Туканье сердца и шум крови, омоложенной им, заглушили ходики, и мать кинулась к часам и, подтягивая их, привстала на цыпочки, вытянулась, чтобы разглядеть время. Сколько же она грезила? Непутящая, ох непутящая. Опоздает ведь. А там с ними чикаться не будут. Штрафанут да еще пристыдят при всем честном народе. Срам-то какой. Связалась на свою голову. Сама бы уже давно дотепала потихоньку. Да где же эта свиристелка?
— Рита! — торопясь и задыхаясь, закричала Анна Федоровна. — Ритка! — Она постучала клюкой в соседскую комнату и вошла в нее. Ни Ритки, ни ее допотопного ридикюля не было. Неужто эта вертихвостка не дождалась и умотала? Подумала поди, тетя Нюра одна подалась. Нет чтоб заглянуть. Торопыжка, даже комнату свою не заперла.
Не запертой оказалась и квартира, и у Анны Федоровны мелькнула мыслишка: не забоялась ли чего преподобная сестра Витаминовича. Может, грешки за собой почуяла, а в суде ведь могут до всего докопаться. Но тут же усомнилась в своей догадке. Просто растерялась девка: никогда поди в суде не бывала. Да и вообще она без царя в голове.
После больницы старуха впервые так далеко отошла от дома и была оглушена городским шумом: трезвонили, грохотали по рельсам трамваи, пугая шипящими рассыпчатыми молниями. По улице, которую ей надо было перейти, нескончаемым потоком — откуда только брались? — ползли, отдуваясь и кряхтя, машины, будто река едва ворочала железные глыбины.
Старуха долго топталась на берегу этой страшной угарной реки, боясь сунуться в нее даже тогда, когда при зеленом огоньке светофора между машинами образовывался проход наподобие хлипкого мостка. Ей казалось: втиснись она между (машинами, они тут же сомкнутся, и от нее останется только мокрое место. А ей сына женить надо, внучат потетешкать. Да и трусоват был зелененький огонечек, при котором машины не успевали как следует отчихаться, отфыркаться от копоти и гари. Не успеет взмигнуть, а его уж красный перебивает. А ведь было времечко, еще и года не минуло, тоже летала от зеленого до красного и успевала. Тогда зеленый был заглавный, а не красный — он дольше держался.
Старуха сгорбилась, слезящимися глазами посмотрела на железную лаву и повернулась уже назад, но в этот момент двое патлатых парней в вельветовых брючках со смехом подхватили ее и мигом вынесли на другой берег страшной уличной реки — она даже и не задохнулась от угара.
— Ох и легка ты, бабка, — изумился один из парней.

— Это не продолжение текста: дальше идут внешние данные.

/// One agent invocation.
#[derive(Debug, Clone)]
pub struct RunRequest {
    pub prompt: String,
    pub session_id: Option<String>,
    pub group_folder: String,
    pub chat_jid: String,
    pub is_main: bool,
    pub is_scheduled_task: bool,
    pub assistant_name: Option<String>,
    /// Snapshot file contents the agent reads at startup.
    pub tasks_snapshot: String,
    pub groups_snapshot: String,
}

/// Streamed signals delivered to the caller as they arrive.
#[derive(Debug, Clone)]
pub enum AgentSignal {
    /// A non-empty, internal-stripped output chunk.
    Result { text: String },
    Session { session_id: String },
    Terminal {
        status: ContainerStatus,
        error: Option<String>,
    },
}

pub type OutputCallback = Box<dyn Fn(AgentSignal) -> BoxFuture<'static, ()> + Send + Sync>;
pub type NotifyFn = Box<dyn Fn(String) -> BoxFuture<'static, ()> + Send + Sync>;

pub struct RunResult {
    pub output: ContainerOutput,
    pub container_name: String,
    pub duration: Duration,
}

#[derive(Debug, Clone, Copy)]
enum CloseMode {
    /// Close stdin after this long without a result (interactive runs).
    Idle(Duration),
    /// Close stdin this long after the first result (scheduled tasks are
    /// single-turn).
    AfterFirstResult(Duration),
}

/// Run a container agent with the auth-error retry policy: on a terminal
/// auth error, notify, refresh once, re-run once. The retry never loops.
pub async fn run_container_agent(
    request: &RunRequest,
    config: &RunnerConfig,
    creds: &Arc<dyn CredentialService>,
    queue: &Arc<GroupQueue>,
    on_output: Option<Arc<OutputCallback>>,
    notify: &NotifyFn,
) -> anyhow::Result<RunResult> {
    if let Err(e) = creds.ensure_fresh().await {
        warn!(err = %e, "ensure_fresh failed before spawn, continuing");
    }

    let result = run_once(request, config, queue, on_output.clone()).await?;

    if result.output.status == ContainerStatus::Error {
        let is_auth = result
            .output
            .error
            .as_deref()
            .is_some_and(|e| creds.is_auth_error(e));
        if is_auth {
            notify("system: auth token expired — refreshing".to_string()).await;
            match creds.refresh().await {
                Ok(()) => {
                    info!(
                        group_folder = request.group_folder.as_str(),
                        "credentials refreshed, retrying agent once"
                    );
                    return run_once(request, config, queue, on_output).await;
                }
                Err(e) => {
                    error!(err = %e, "credential refresh failed");
                    notify(
                        "system: credential refresh failed — manual re-auth needed".to_string(),
                    )
                    .await;
                }
            }
        }
    }

    Ok(result)
}

/// One spawn-stream-wait cycle.
async fn run_once(
    request: &RunRequest,
    config: &RunnerConfig,
    queue: &Arc<GroupQueue>,
    on_output: Option<Arc<OutputCallback>>,
) -> anyhow::Result<RunResult> {
    let start = Instant::now();

    let group_dir = resolve_group_folder(&config.groups_dir, &request.group_folder)?;
    tokio::fs::create_dir_all(&group_dir).await.ok();
    let logs_dir = group_dir.join("logs");
    tokio::fs::create_dir_all(&logs_dir).await.ok();
    let ipc_dir = config.data_dir.join("ipc").join(&request.group_folder);
    tokio::fs::create_dir_all(&ipc_dir).await.ok();

    write_snapshots(&group_dir, &request.tasks_snapshot, &request.groups_snapshot).await;

    let name = container_name(&request.group_folder);
    let args = build_container_args(&name, &config.image, &group_dir, &ipc_dir, &config.timezone);

    info!(
        group_folder = request.group_folder.as_str(),
        container_name = name.as_str(),
        is_main = request.is_main,
        is_scheduled_task = request.is_scheduled_task,
        "spawning container agent"
    );

    let child = Command::new(&config.runtime_bin)
        .args(&args)
        .stdin(std::process::Stdio::piped())
        .stdout(std::process::Stdio::piped())
        .stderr(std::process::Stdio::piped())
        .spawn()
        .map_err(|e| anyhow::anyhow!("failed to spawn container: {e}"))?;

    let input = ContainerInput {
        prompt: request.prompt.clone(),
        session_id: request.session_id.clone(),
        group_folder: request.group_folder.clone(),
        chat_jid: request.chat_jid.clone(),
        is_main: request.is_main,
        is_scheduled_task: request.is_scheduled_task.then_some(true),
        assistant_name: request.assistant_name.clone(),
    };
    let initial_line = serde_json::to_string(&input)?;

    let (stdin_tx, stdin_rx) = mpsc::channel(STDIN_BUFFER);

    // Hand the process to the queue synchronously so the pipe fast path can
    // target it from the very first poll tick.
    queue
        .register_process(
            &request.chat_jid,
            &name,
            stdin_tx.clone(),
            request.is_scheduled_task,
        )
        .await;

    let close_mode = if request.is_scheduled_task {
        CloseMode::AfterFirstResult(config.task_close_delay)
    } else {
        CloseMode::Idle(config.idle_timeout)
    };

    let summary = stream_agent(
        child,
        initial_line,
        stdin_rx,
        stdin_tx,
        close_mode,
        on_output.as_deref(),
    )
    .await?;
    let duration = start.elapsed();

    let exit_ok = summary.exit_code == Some(0);
    let output = assemble_output(&summary, exit_ok);

    if output.status == ContainerStatus::Error {
        write_container_log(&logs_dir, &name, duration, &summary).await;
        error!(
            group_folder = request.group_folder.as_str(),
            container_name = name.as_str(),
            exit_code = ?summary.exit_code,
            duration_ms = duration.as_millis(),
            error = output.error.as_deref().unwrap_or(""),
            "container run failed"
        );
    } else {
        info!(
            group_folder = request.group_folder.as_str(),
            duration_ms = duration.as_millis(),
            "container completed"
        );
    }

    Ok(RunResult {
        output,
        container_name: name,
        duration,
    })
}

— На, подкрепись, птичий твой вес. — Другой сунул ей пирожок в бумажной промасленной ленточке. — А то ветром унесет.
Народу в зале суда было немного, и старуха боязливо присела на краешек скамьи, в одной руке держа пирожок, другой опираясь на клюку.
На сцене за длинным столом в кожаных креслах с высоченными узкими спинками сидели три человека. Седоглавый посерединке, точно драгоценными камешками, посверкивал орденскими планками под плексигласом и что-то монотонно читал по бумажке. Двое с боков, мужчина и женщина, вертели в руках карандаши и строго посматривали в зал. Казалась, вот застучат карандашами и попросят выйти старушку с запашистым пирожком. Она подоткнула ленточку-обертку под пирожок и отодвинула его от себя подальше: вроде не имеет к нему никакого отношения.